さらに、この表面硬化処理が行われた後の基材の表面に、4つの層25〜28からなる皮膜29が形成されている。
図12は、第5の実施の形態の回転軸(実施例5)と、球状黒鉛鋳鉄からなる基材に硬質クロムメッキを施さずに皮膜29を形成した回転軸(比較例4)と、表面硬化処理をした基材に特許文献1に記載された皮膜を形成した回転軸(比較例1)との皮膜強度を相対比較した測定結果を示すグラフである。
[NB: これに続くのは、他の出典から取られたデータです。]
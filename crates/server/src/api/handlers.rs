use axum::{
    extract::State,
    http::header,
    response::{IntoResponse, Response},
    Json,
};
use serde::Serialize;
use std::sync::Arc;
use relay3d_core::SanitizedConfig;

use crate::metrics::encode_metrics;
use crate::state::AppState;

#[derive(Serialize)]
pub struct HealthResponse {
    pub status: String,
}

pub async fn health() -> Json<HealthResponse> {
    Json(HealthResponse {
        status: "ok".to_string(),
    })
}

pub async fn get_config(State(state): State<Arc<AppState>>) -> Json<SanitizedConfig> {
    Json(state.sanitized_config())
}

/// Prometheus text exposition.
pub async fn get_metrics() -> Response {
    (
        [(header::CONTENT_TYPE, "text/plain; version=0.0.4")],
        encode_metrics(),
    )
        .into_response()
}
//! Prometheus metrics for observability.
//!
//! This module provides the server's registry and HTTP request metrics.
//! Pipeline, storage and cleanup metrics live in `relay3d_core::metrics`
//! and are registered here as well.

use once_cell::sync::Lazy;
use prometheus::{
    self, Encoder, HistogramOpts, HistogramVec, IntCounterVec, IntGauge, Opts, Registry,
    TextEncoder,
};

/// Global metrics registry.
pub static REGISTRY: Lazy<Registry> = Lazy::new(|| {
    let registry = Registry::new();
    register_metrics(&registry);
    registry
});

// =============================================================================
// HTTP Request Metrics
// =============================================================================

/// HTTP request duration in seconds.
///
/// `process_3d` requests routinely take minutes, so the buckets reach far
/// beyond typical API latencies.
pub static HTTP_REQUEST_DURATION: Lazy<HistogramVec> = Lazy::new(|| {
    HistogramVec::new(
        HistogramOpts::new(
            "relay3d_http_request_duration_seconds",
            "HTTP request duration in seconds",
        )
        .buckets(vec![
            0.005, 0.025, 0.1, 0.5, 1.0, 5.0, 15.0, 30.0, 60.0, 120.0, 300.0, 600.0, 1200.0,
        ]),
        &["method", "path", "status"],
    )
    .unwrap()
});

/// HTTP requests total count.
pub static HTTP_REQUESTS_TOTAL: Lazy<IntCounterVec> = Lazy::new(|| {
    IntCounterVec::new(
        Opts::new("relay3d_http_requests_total", "Total HTTP requests"),
        &["method", "path", "status"],
    )
    .unwrap()
});

/// HTTP requests currently in flight.
pub static HTTP_REQUESTS_IN_FLIGHT: Lazy<IntGauge> = Lazy::new(|| {
    IntGauge::new(
        "relay3d_http_requests_in_flight",
        "Number of HTTP requests currently being processed",
    )
    .unwrap()
});

/// Mesh extractions running after their response was sent.
pub static MESH_TASKS_ACTIVE: Lazy<IntGauge> = Lazy::new(|| {
    IntGauge::new(
        "relay3d_mesh_tasks_active",
        "Detached mesh extraction tasks still running",
    )
    .unwrap()
});

// =============================================================================
// Registration
// =============================================================================

fn register_metrics(registry: &Registry) {
    // HTTP
    registry
        .register(Box::new(HTTP_REQUEST_DURATION.clone()))
        .unwrap();
    registry
        .register(Box::new(HTTP_REQUESTS_TOTAL.clone()))
        .unwrap();
    registry
        .register(Box::new(HTTP_REQUESTS_IN_FLIGHT.clone()))
        .unwrap();

    // Background work
    registry
        .register(Box::new(MESH_TASKS_ACTIVE.clone()))
        .unwrap();

    // Core metrics (pipeline, storage, cleanup)
    for metric in relay3d_core::metrics::all_metrics() {
        registry.register(metric).unwrap();
    }
}

/// Encode all metrics as Prometheus text format.
pub fn encode_metrics() -> String {
    let encoder = TextEncoder::new();
    let metric_families = REGISTRY.gather();
    let mut buffer = Vec::new();
    if let Err(e) = encoder.encode(&metric_families, &mut buffer) {
        tracing::error!("Failed to encode metrics: {}", e);
    }
    String::from_utf8_lossy(&buffer).into_owned()
}

/// Normalize a path for metric labels.
///
/// Known routes keep their path; blob downloads collapse to one label and
/// anything else to `other`, so scanners cannot inflate label cardinality.
pub fn normalize_path(path: &str) -> String {
    match path {
        "/process_3d" | "/health" | "/config" | "/metrics" => path.to_string(),
        _ if path.starts_with("/blobs/") => "/blobs/{key}".to_string(),
        _ => "other".to_string(),
    }
}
この測定は、第1の実施の形態で説明した測定と同様に行なった。
この測定結果によれば、実施例5の回転軸の皮膜強度は、比較例4及び比較例1より高いことが判明した。
なお、この実施の形態では、球状黒鉛鋳鉄を基材とした回転軸を例に挙げて説明しているが、回転軸の基材としては、片状黒鉛鋳鉄や、モリブデン、ニッケル、クロム等を添加した特殊片状黒鉛鋳鉄を用いてもよい。
また、表面硬化処理としては、硬質クロムメッキに代えて、オーステンパー処理や、深冷処理などの熱処理にて行ってもよい。
2 冷媒圧縮機、4 室外熱交換器(凝縮器、蒸発器)、5 膨張装置、6 室内熱交換器(蒸発器、凝縮器)、9 回転圧縮機構部(圧縮機構部)、15a、15b ベーン(摺動部材)、15A ベーン(摺動部材)、24 基材、24A 基材、24B 基材、25 第1の層、26 第2の層、27 第3の層、28 第4の層、29 皮膜、31 軸受(摺動部材)

Claims (4)

  1. 冷凍サイクル中に使用される冷媒を圧縮する圧縮機構部を備えた冷媒圧縮機において、
    前記圧縮機構部の摺動部材の少なくとも1つが表面硬化処理された金属材料を基材として形成され、
    前記基材の表面に、クロムの単一層からなる第1の層と、クロムとタングステンカーバイトとの合金層からなる第2の層と、タングステン及びタングステンカーバイトの少なくとも一方を含有した金属含有アモルファス炭素層からなる第3の層と、金属を含有せず炭素と水素とを含むアモルファス炭素層からなる第4の層とを順に積層した皮膜が形成され、
    前記第2の層は、クロム含有率が前記第3の層側より前記第1の層側で高く、かつ、タングステンカーバイトの含有率が前記第1の層側より前記第3の層側で高くなるように形成され、
    前記第3の層は、タングステン又はタングステンカーバイトの含有率が前記第4の層側より前記第2の層側が高くなるように形成されていることを特徴とする冷媒圧縮機。
  2. 前記基材の表面硬さを、ロックウェル硬さHRAで70以上、又は、ロックウェル硬さHRCで25以上、又は、ビッカース硬さで400以上としたことを特徴とする請求項1記載の冷媒圧縮機。
  3. 前記基材をステンレス鋼としたことを特徴とする請求項1記載の冷媒圧縮機。
  4. 請求項1ないし3のいずれか一に記載の冷媒圧縮機と、凝縮器と、膨張装置と、蒸発器とを備えることを特徴とする冷凍サイクル装置。